» What to produce: Every line of the data is to be output verbatim.

» Material provided:
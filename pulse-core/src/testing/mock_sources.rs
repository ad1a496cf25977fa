//! Programmable advisory and liquidity sources

use crate::core::{now_ms, InsightCategory, InsightEvent, Severity, SourceError};
use crate::sources::{InsightRequest, InsightSource, LiquidityFigures, LiquiditySource};
use async_trait::async_trait;
use std::sync::atomic::{AtomicU64, Ordering};
use std::time::Duration;

/// Returns `count` canned insights (capped at the request limit)
#[derive(Debug, Default)]
pub struct StaticInsightSource {
    count: usize,
    calls: AtomicU64,
}

impl StaticInsightSource {
    pub fn new(count: usize) -> Self {
        Self {
            count,
            calls: AtomicU64::new(0),
        }
    }

    pub fn calls(&self) -> u64 {
        self.calls.load(Ordering::SeqCst)
    }
}

#[async_trait]
impl InsightSource for StaticInsightSource {
    async fn fetch(&self, request: &InsightRequest) -> Result<Vec<InsightEvent>, SourceError> {
        let call = self.calls.fetch_add(1, Ordering::SeqCst);
        let stamp = now_ms();
        Ok((0..self.count.min(request.limit))
            .map(|i| InsightEvent {
                id: format!("remote-{}-{}", call, i),
                category: InsightCategory::Opportunity,
                severity: request.severity_filter.unwrap_or(Severity::Medium),
                message: "Mock advisory insight".to_string(),
                confidence: 0.75,
                related_symbol: None,
                timestamp_ms: stamp,
            })
            .collect())
    }

    fn name(&self) -> &'static str {
        "static_advisory"
    }
}

/// Always fails with a 503
#[derive(Debug, Default)]
pub struct FailingInsightSource {
    calls: AtomicU64,
}

impl FailingInsightSource {
    pub fn new() -> Self {
        Self::default()
    }

    /// Calls that actually reached this source
    pub fn calls(&self) -> u64 {
        self.calls.load(Ordering::SeqCst)
    }
}

#[async_trait]
impl InsightSource for FailingInsightSource {
    async fn fetch(&self, _request: &InsightRequest) -> Result<Vec<InsightEvent>, SourceError> {
        self.calls.fetch_add(1, Ordering::SeqCst);
        Err(SourceError::Status(503))
    }

    fn name(&self) -> &'static str {
        "failing_advisory"
    }
}

/// Returns fixed figures
#[derive(Debug)]
pub struct StaticLiquiditySource {
    figures: LiquidityFigures,
}

impl StaticLiquiditySource {
    pub fn new(total_liquidity: f64) -> Self {
        Self {
            figures: LiquidityFigures {
                total_liquidity,
                available_liquidity: total_liquidity * 0.4,
                utilization_pct: 60.0,
            },
        }
    }
}

#[async_trait]
impl LiquiditySource for StaticLiquiditySource {
    async fn fetch(&self, _horizon_days: u32) -> Result<LiquidityFigures, SourceError> {
        Ok(self.figures)
    }

    fn name(&self) -> &'static str {
        "static_liquidity"
    }
}

/// Always fails with a transport-level error
#[derive(Debug, Default)]
pub struct FailingLiquiditySource {
    calls: AtomicU64,
}

impl FailingLiquiditySource {
    pub fn new() -> Self {
        Self::default()
    }

    pub fn calls(&self) -> u64 {
        self.calls.load(Ordering::SeqCst)
    }
}

#[async_trait]
impl LiquiditySource for FailingLiquiditySource {
    async fn fetch(&self, _horizon_days: u32) -> Result<LiquidityFigures, SourceError> {
        self.calls.fetch_add(1, Ordering::SeqCst);
        Err(SourceError::Other("connection refused".to_string()))
    }

    fn name(&self) -> &'static str {
        "failing_liquidity"
    }
}

/// Fails the first `failures` calls, then returns fixed figures
#[derive(Debug)]
pub struct FlakyLiquiditySource {
    failures: u64,
    calls: AtomicU64,
    figures: LiquidityFigures,
}

impl FlakyLiquiditySource {
    pub fn new(failures: u64, total_liquidity: f64) -> Self {
        Self {
            failures,
            calls: AtomicU64::new(0),
            figures: StaticLiquiditySource::new(total_liquidity).figures,
        }
    }

    pub fn calls(&self) -> u64 {
        self.calls.load(Ordering::SeqCst)
    }
}

#[async_trait]
impl LiquiditySource for FlakyLiquiditySource {
    async fn fetch(&self, _horizon_days: u32) -> Result<LiquidityFigures, SourceError> {
        let call = self.calls.fetch_add(1, Ordering::SeqCst);
        if call < self.failures {
            return Err(SourceError::Status(502));
        }
        Ok(self.figures)
    }

    fn name(&self) -> &'static str {
        "flaky_liquidity"
    }
}

/// Answers only after `delay`, to exercise time-boxing
#[derive(Debug)]
pub struct SlowLiquiditySource {
    delay: Duration,
}

impl SlowLiquiditySource {
    pub fn new(delay: Duration) -> Self {
        Self { delay }
    }
}

#[async_trait]
impl LiquiditySource for SlowLiquiditySource {
    async fn fetch(&self, _horizon_days: u32) -> Result<LiquidityFigures, SourceError> {
        tokio::time::sleep(self.delay).await;
        Ok(LiquidityFigures {
            total_liquidity: 1.0,
            available_liquidity: 1.0,
            utilization_pct: 0.0,
        })
    }

    fn name(&self) -> &'static str {
        "slow_liquidity"
    }
}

» Result:
filename pulse-core/src/testing/mock_sources.rs
repository ad1a496cf25977fa
//! Programmable advisory and liquidity sources

use crate::core::{now_ms, InsightCategory, InsightEvent, Severity, SourceError};
use crate::sources::{InsightRequest, InsightSource, LiquidityFigures, LiquiditySource};
use async_trait::async_trait;
use std::sync::atomic::{AtomicU64, Ordering};
use std::time::Duration;

/// Returns `count` canned insights (capped at the request limit)
#[derive(Debug, Default)]
pub struct StaticInsightSource {
    count: usize,
    calls: AtomicU64,
}

impl StaticInsightSource {
    pub fn new(count: usize) -> Self {
        Self {
            count,
            calls: AtomicU64::new(0),
        }
    }

    pub fn calls(&self) -> u64 {
        self.calls.load(Ordering::SeqCst)
    }
}

#[async_trait]
impl InsightSource for StaticInsightSource {
    async fn fetch(&self, request: &InsightRequest) -> Result<Vec<InsightEvent>, SourceError> {
        let call = self.calls.fetch_add(1, Ordering::SeqCst);
        let stamp = now_ms();
        Ok((0..self.count.min(request.limit))
            .map(|i| InsightEvent {
                id: format!("remote-{}-{}", call, i),
                category: InsightCategory::Opportunity,
                severity: request.severity_filter.unwrap_or(Severity::Medium),
                message: "Mock advisory insight".to_string(),
                confidence: 0.75,
                related_symbol: None,
                timestamp_ms: stamp,
            })
            .collect())
    }

    fn name(&self) -> &'static str {
        "static_advisory"
    }
}

/// Always fails with a 503
#[derive(Debug, Default)]
pub struct FailingInsightSource {
    calls: AtomicU64,
}

impl FailingInsightSource {
    pub fn new() -> Self {
        Self::default()
    }

    /// Calls that actually reached this source
    pub fn calls(&self) -> u64 {
        self.calls.load(Ordering::SeqCst)
    }
}

#[async_trait]
impl InsightSource for FailingInsightSource {
    async fn fetch(&self, _request: &InsightRequest) -> Result<Vec<InsightEvent>, SourceError> {
        self.calls.fetch_add(1, Ordering::SeqCst);
        Err(SourceError::Status(503))
    }

    fn name(&self) -> &'static str {
        "failing_advisory"
    }
}

/// Returns fixed figures
#[derive(Debug)]
pub struct StaticLiquiditySource {
    figures: LiquidityFigures,
}

impl StaticLiquiditySource {
    pub fn new(total_liquidity: f64) -> Self {
        Self {
            figures: LiquidityFigures {
                total_liquidity,
                available_liquidity: total_liquidity * 0.4,
                utilization_pct: 60.0,
            },
        }
    }
}

#[async_trait]
impl LiquiditySource for StaticLiquiditySource {
    async fn fetch(&self, _horizon_days: u32) -> Result<LiquidityFigures, SourceError> {
        Ok(self.figures)
    }

    fn name(&self) -> &'static str {
        "static_liquidity"
    }
}

/// Always fails with a transport-level error
#[derive(Debug, Default)]
pub struct FailingLiquiditySource {
    calls: AtomicU64,
}

impl FailingLiquiditySource {
    pub fn new() -> Self {
        Self::default()
    }

    pub fn calls(&self) -> u64 {
        self.calls.load(Ordering::SeqCst)
    }
}

#[async_trait]
impl LiquiditySource for FailingLiquiditySource {
    async fn fetch(&self, _horizon_days: u32) -> Result<LiquidityFigures, SourceError> {
        self.calls.fetch_add(1, Ordering::SeqCst);
        Err(SourceError::Other("connection refused".to_string()))
    }

    fn name(&self) -> &'static str {
        "failing_liquidity"
    }
}

/// Fails the first `failures` calls, then returns fixed figures
#[derive(Debug)]
pub struct FlakyLiquiditySource {
    failures: u64,
    calls: AtomicU64,
    figures: LiquidityFigures,
}

impl FlakyLiquiditySource {
    pub fn new(failures: u64, total_liquidity: f64) -> Self {
        Self {
            failures,
            calls: AtomicU64::new(0),
            figures: StaticLiquiditySource::new(total_liquidity).figures,
        }
    }

    pub fn calls(&self) -> u64 {
        self.calls.load(Ordering::SeqCst)
    }
}

#[async_trait]
impl LiquiditySource for FlakyLiquiditySource {
    async fn fetch(&self, _horizon_days: u32) -> Result<LiquidityFigures, SourceError> {
        let call = self.calls.fetch_add(1, Ordering::SeqCst);
        if call < self.failures {
            return Err(SourceError::Status(502));
        }
        Ok(self.figures)
    }

    fn name(&self) -> &'static str {
        "flaky_liquidity"
    }
}

/// Answers only after `delay`, to exercise time-boxing
#[derive(Debug)]
pub struct SlowLiquiditySource {
    delay: Duration,
}

impl SlowLiquiditySource {
    pub fn new(delay: Duration) -> Self {
        Self { delay }
    }
}

#[async_trait]
impl LiquiditySource for SlowLiquiditySource {
    async fn fetch(&self, _horizon_days: u32) -> Result<LiquidityFigures, SourceError> {
        tokio::time::sleep(self.delay).await;
        Ok(LiquidityFigures {
            total_liquidity: 1.0,
            available_liquidity: 1.0,
            utilization_pct: 0.0,
        })
    }

    fn name(&self) -> &'static str {
        "slow_liquidity"
    }
}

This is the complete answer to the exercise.